In a recent article in the National Post, Andrew Coyne frames the perpetual debate about tuition in higher education as a problem of cash-flow, rather than total cost. He argues that students should pay the entirety of their tuition, but rather than requiring an upfront payment, they would be fronted the money in exchange for a stake in their life earnings.
Sounds fair, doesn’t it. Sounds kind of familiar too. That’s because Coyne is essentially advocating increased income tax.
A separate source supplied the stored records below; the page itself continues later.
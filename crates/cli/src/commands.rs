//! CLI commands

use anyhow::{Result, bail};
use chrono::NaiveDate;
use clap::Subcommand;
use serde::Serialize;
use signalement_core::{
    IncidentStatus, IncidentType, PriorityLevel, RouteDecision, TRANSITIONS, UiPreferences,
    guard_route,
};
use signalement_http::SessionClient;
use signalement_http::types::{
    Credentials, DashboardStats, DocumentUpload, Period, SignalementDetail, SignalementList,
    SignalementQuery, SortDirection, SortField,
};
use std::path::PathBuf;
use tracing::info;

#[derive(Subcommand)]
pub enum Commands {
    /// Sign in and store the session
    Login {
        #[arg(long, env = "SIGNALEMENT_EMAIL")]
        email: String,

        #[arg(long, env = "SIGNALEMENT_PASSWORD", hide_env_values = true)]
        password: String,

        /// Keep the refresh token in a persistent cookie
        #[arg(long)]
        remember_me: bool,
    },

    /// Revoke the session
    Logout,

    /// Show the signed-in user
    Whoami {
        /// Ask the server instead of using the cached profile
        #[arg(long)]
        fetch: bool,
    },

    /// Exchange the refresh token for a new access token
    Refresh,

    /// Dashboard statistics
    Dashboard {
        #[arg(long, default_value = "month")]
        period: Period,
    },

    /// List signalements
    List {
        #[arg(long)]
        page: Option<u32>,

        #[arg(long)]
        limit: Option<u32>,

        /// Wire value ("en traitement") or name (IN_PROGRESS)
        #[arg(long)]
        statut: Option<IncidentStatus>,

        #[arg(long = "type")]
        type_incident: Option<IncidentType>,

        #[arg(long)]
        priority: Option<PriorityLevel>,

        #[arg(long)]
        user: Option<String>,

        #[arg(long)]
        anonyme: Option<bool>,

        #[arg(long)]
        search: Option<String>,

        /// YYYY-MM-DD
        #[arg(long)]
        from: Option<NaiveDate>,

        /// YYYY-MM-DD
        #[arg(long)]
        to: Option<NaiveDate>,

        #[arg(long)]
        sort_by: Option<SortField>,

        #[arg(long)]
        sort_dir: Option<SortDirection>,
    },

    /// Show one signalement
    Show { id: String },

    /// Change the status of a signalement
    Status {
        id: String,

        status: IncidentStatus,

        /// Justification, at least 10 characters
        #[arg(long, short)]
        comment: String,
    },

    /// Statuses reachable from a status
    Transitions { status: String },

    /// Set the priority of a signalement
    Priority {
        id: String,

        level: PriorityLevel,

        #[arg(long)]
        comment: Option<String>,
    },

    /// Comment on a signalement
    Comment {
        id: String,

        text: String,

        /// Make the comment visible to the reporter
        #[arg(long)]
        public: bool,
    },

    /// Flag a signalement as spam
    Spam {
        id: String,

        #[arg(long)]
        reason: String,

        /// Leave the status untouched
        #[arg(long)]
        keep_status: bool,
    },

    /// Lift a spam flag
    Unspam {
        id: String,

        #[arg(long)]
        status: Option<IncidentStatus>,

        #[arg(long)]
        reason: Option<String>,
    },

    /// Attach documents to a signalement
    Upload {
        id: String,

        #[arg(required = true)]
        files: Vec<PathBuf>,

        /// Also move the signalement to this status
        #[arg(long)]
        status: Option<IncidentStatus>,
    },

    /// Show or change interface preferences
    Prefs {
        #[arg(long)]
        sidebar_collapsed: Option<bool>,

        #[arg(long)]
        dark_mode: Option<bool>,
    },

    /// Where the navigation guard sends a path
    Route { path: String },
}

impl Commands {
    pub async fn execute(self, client: SessionClient, json: bool) -> Result<()> {
        match self {
            Self::Login {
                email,
                password,
                remember_me,
            } => {
                let data = client
                    .login(Credentials { email, password }, remember_me)
                    .await?;
                info!(remember_me, "Logged in");
                println!("Connecté en tant que {} ({})", data.user.fullname, data.user.email);
                Ok(())
            }
            Self::Logout => {
                let message = client.logout().await?;
                println!("{}", non_empty(&message, "Déconnexion réussie"));
                Ok(())
            }
            Self::Whoami { fetch } => {
                let user = if fetch {
                    Some(client.me().await?.user)
                } else {
                    client.current_user()
                };
                match user {
                    Some(user) if json => print_json(&user),
                    Some(user) => {
                        let role = user.role.map_or("-", |r| r.label());
                        println!("{} <{}> [{role}]", user.nom, user.email);
                        Ok(())
                    }
                    None => bail!("Aucun utilisateur connecté"),
                }
            }
            Self::Refresh => {
                let data = client.refresh_token().await?;
                println!(
                    "Token rafraîchi{}",
                    data.expires.map(|e| format!(", expire le {e}")).unwrap_or_default()
                );
                Ok(())
            }
            Self::Dashboard { period } => {
                let stats = client.dashboard_stats(period).await?;
                if json {
                    print_json(&stats)
                } else {
                    print_dashboard(&stats);
                    Ok(())
                }
            }
            Self::List {
                page,
                limit,
                statut,
                type_incident,
                priority,
                user,
                anonyme,
                search,
                from,
                to,
                sort_by,
                sort_dir,
            } => {
                let query = SignalementQuery {
                    page,
                    limit,
                    statut,
                    type_incident,
                    priority_level: priority,
                    utilisateur_id: user,
                    anonyme,
                    search,
                    date_debut: from,
                    date_fin: to,
                    sort_by,
                    sort_dir,
                };
                let list = client.list_signalements(&query).await?;
                if json {
                    print_json(&list)
                } else {
                    print_list(&list);
                    Ok(())
                }
            }
            Self::Show { id } => {
                let detail = client.signalement_detail(&id).await?;
                if json {
                    print_json(&detail)
                } else {
                    print_detail(&detail);
                    Ok(())
                }
            }
            Self::Status {
                id,
                status,
                comment,
            } => {
                let detail = client.signalement_detail(&id).await?;
                let Some(current) = detail.status() else {
                    bail!("Statut actuel inconnu: {}", detail.statut);
                };
                let update = client.change_status(&id, current, status, &comment).await?;
                println!(
                    "{}: {} -> {}",
                    update.signalement.titre,
                    update.signalement.ancien_statut,
                    update.signalement.nouveau_statut
                );
                Ok(())
            }
            Self::Transitions { status } => {
                let next = TRANSITIONS.allowed_next_for(&status);
                if next.is_empty() {
                    bail!("Statut inconnu: {status}");
                }
                for status in next {
                    println!("{} ({})", status.as_str(), status.label());
                }
                Ok(())
            }
            Self::Priority { id, level, comment } => {
                let update = client.flag_priority(&id, level, comment.as_deref()).await?;
                println!(
                    "{}: priorité {}",
                    update.signalement.titre,
                    non_empty(&update.signalement.nouvelle_priorite, level.label())
                );
                Ok(())
            }
            Self::Comment { id, text, public } => {
                let added = client.add_comment(&id, &text, !public).await?;
                let visibility = if added.commentaire.interne {
                    "interne"
                } else {
                    "public"
                };
                println!("Commentaire {} ajouté ({visibility})", added.commentaire.id);
                Ok(())
            }
            Self::Spam {
                id,
                reason,
                keep_status,
            } => {
                let flagged = client.mark_spam(&id, &reason, !keep_status).await?;
                println!(
                    "{} marqué comme spam (statut: {})",
                    flagged.signalement.titre, flagged.signalement.statut
                );
                Ok(())
            }
            Self::Unspam { id, status, reason } => {
                let lifted = client.remove_spam(&id, status, reason.as_deref()).await?;
                println!(
                    "Marquage spam retiré de {} (statut: {})",
                    lifted.signalement.titre, lifted.signalement.statut
                );
                Ok(())
            }
            Self::Upload { id, files, status } => {
                let documents = files
                    .iter()
                    .map(DocumentUpload::from_path)
                    .collect::<std::io::Result<Vec<_>>>()?;
                let result = client
                    .transfer_documents(&id, documents, status.is_some(), status)
                    .await?;
                for doc in &result.documents {
                    println!("{} ({} octets) {}", doc.nom_fichier, doc.taille, doc.url);
                }
                if result.statut_modifie {
                    println!("Statut mis à jour");
                }
                Ok(())
            }
            Self::Prefs {
                sidebar_collapsed,
                dark_mode,
            } => {
                let session = client.session();
                let mut prefs = session.preferences();
                if sidebar_collapsed.is_some() || dark_mode.is_some() {
                    prefs = UiPreferences {
                        sidebar_collapsed: sidebar_collapsed.unwrap_or(prefs.sidebar_collapsed),
                        dark_mode: dark_mode.unwrap_or(prefs.dark_mode),
                    };
                    session.save_preferences(prefs)?;
                }
                print_json(&prefs)
            }
            Self::Route { path } => {
                let authenticated = client.session().is_authenticated();
                match guard_route(&path, authenticated, client.login_path()) {
                    RouteDecision::Proceed => println!("{path}"),
                    RouteDecision::RedirectToLogin => println!("-> {}", client.login_path()),
                    RouteDecision::RedirectHome => println!("-> /"),
                }
                Ok(())
            }
        }
    }
}

fn non_empty<'a>(value: &'a str, fallback: &'a str) -> &'a str {
    if value.trim().is_empty() { fallback } else { value }
}

fn print_json<T: Serialize>(value: &T) -> Result<()> {
    println!("{}", serde_json::to_string_pretty(value)?);
    Ok(())
}

fn print_dashboard(stats: &DashboardStats) {
    let periode = &stats.metadata.periode;
    println!("Période: {} ({} - {})", periode.kind, periode.debut, periode.fin);
    println!(
        "Signalements: {} (+{})",
        stats.signalements.total, stats.signalements.nouveaux
    );
    for (statut, count) in &stats.signalements.par_statut {
        println!("  {statut}: {count}");
    }
    for entry in &stats.signalements.par_type {
        println!("  {}: {}", entry.kind, entry.count);
    }
    println!(
        "Utilisateurs: {} (+{})",
        stats.utilisateurs.total, stats.utilisateurs.nouveaux
    );
    println!(
        "Activité: {} commentaires, {} notifications",
        stats.activite.commentaires, stats.activite.notifications
    );
}

fn print_list(list: &SignalementList) {
    for item in &list.signalements {
        let author = if item.anonyme {
            "anonyme".to_string()
        } else {
            item.utilisateur
                .as_ref()
                .map_or_else(|| "-".to_string(), |u| u.nom.clone())
        };
        println!(
            "{}  [{}]  {}  ({}, {})",
            item.id, item.statut, item.titre, item.type_incident, author
        );
    }
    let page = &list.pagination;
    println!(
        "Page {}/{} - {} signalements",
        page.current_page, page.total_pages, page.total
    );
}

fn print_detail(detail: &SignalementDetail) {
    println!("{} [{}]", detail.titre, detail.statut);
    println!("Type: {}", detail.type_incident);
    if let Some(priority) = &detail.priority_level {
        println!("Priorité: {priority}");
    }
    println!("Créé le: {}", detail.date_creation);
    if let Some(loc) = &detail.localisation {
        println!("Lieu: {}, {}", loc.ville, loc.pays);
    }
    println!();
    println!("{}", detail.description);

    if let Some(status) = detail.status() {
        let next: Vec<_> = status.allowed_next().iter().map(|s| s.as_str()).collect();
        println!();
        println!("Transitions possibles: {}", next.join(", "));
    }
    if !detail.preuves.is_empty() {
        println!();
        println!("Preuves:");
        for proof in &detail.preuves {
            println!("  {} {}", proof.nom, proof.url);
        }
    }
    if !detail.commentaires.is_empty() {
        println!();
        println!("Commentaires:");
        for comment in &detail.commentaires {
            let scope = if comment.interne { " (interne)" } else { "" };
            println!("  {} {}{scope}: {}", comment.date, comment.auteur.nom, comment.contenu);
        }
    }
}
Canada’s problem with socialism
Canada has always been stuck between the European socialist model and the American hyper-capitalist (i.e. privatized) model. There are limitless reasons for such a rock-and-hard-place dilemma, not least of which are simple geography and economic history. What the Canadian system amounts to though, is a general uneasiness with absolute socialism or absolute privatization. Along with this middle-of-the-road system, however, comes some unfortunate inefficiency. We run our higher education system as a private enterprise where universities are completely independent from government; except the government provides half of the university’s funding. This results, as Coyne recognizes, in sub-par teaching, since students are not paying the full amount of their cost:
“When universities depend on students, rather than governments, for the greater part of their revenues, they will devote a lot more energy and resources to their core mission — teaching students — than they do now”.
In the American system, students pay the full cost of their tuition and the system responds to the demands of students much more like a business. In most of western Europe, where education is free, or essentially free, the government pays for everything, but maintains significant control over curriculum and decisions at the university level. In Canada, students are getting the worst of both worlds; they have little control over decisions made by universities, but have to pay significant tuition costs.
This uneasiness with socialism is implicit in Coyne’s article. He can’t even recognize that the system he is advocating is essentially what European countries have done forever. Getting students to pay back the cost of tuition over their lives with payment amounts geared to income is the same as graduated income tax. Unsurprisingly European socialist countries (Scandinavians, France, Austria etc.) have higher tax rates, especially for the wealthy. Coyne feels the need to frame a socialist manifesto for education in individualistic terms (i.e. you’re paying back what you were given). But that’s in essence no different than the tax method (i.e. we’ll pay for your education now, but you have to pay for others’ education later). It’s a silly game of semantics so Coyne can avoid scathing critiques because people hate the word socialism.
In a weird turn of argument, Coyne then uses student dedication to back up his argument for what is commonly called in Canada “free education”:
“Conversely, students who are paying full freight will devote a good deal more time and attention to getting the most out of the experience than, for example, I did.”
Without any evidence, I fail to see the link between knowledge that students will be responsible for paying back the cost of tuition later in life and dedication while in university.
Why a socialist model?
Fairness, equality, individual decisional autonomy, efficiency etc. Though Coyne argues that the decision to attend university is based mostly on other factors such as familial background, removing present economic barriers to education certainly wouldn’t make the system less fair or equal. And, to make a conservative argument amongst all this rampant liberalism, people would be able to choose freely between higher education and the myriad other options that exist.
A socialist education system is a good idea is for quality of education. Right now scholastic standards vary wildly between universities and a focus continues to be on research over teaching. Funding the education system entirely through government would allow greater control over the curriculum and hiring process. A public system could also allow students to really discover what they want to do without having to worry about incurring the debt of one or two more years. This could increase job retention rates and decrease systemically expensive and inefficient job search times.
None of this, however, is a commentary on the underlying value of higher education. The question of whether increasing rates of higher education attendance is actually a good idea. Can an economy really function entirely on knowledge? But those are questions for another day.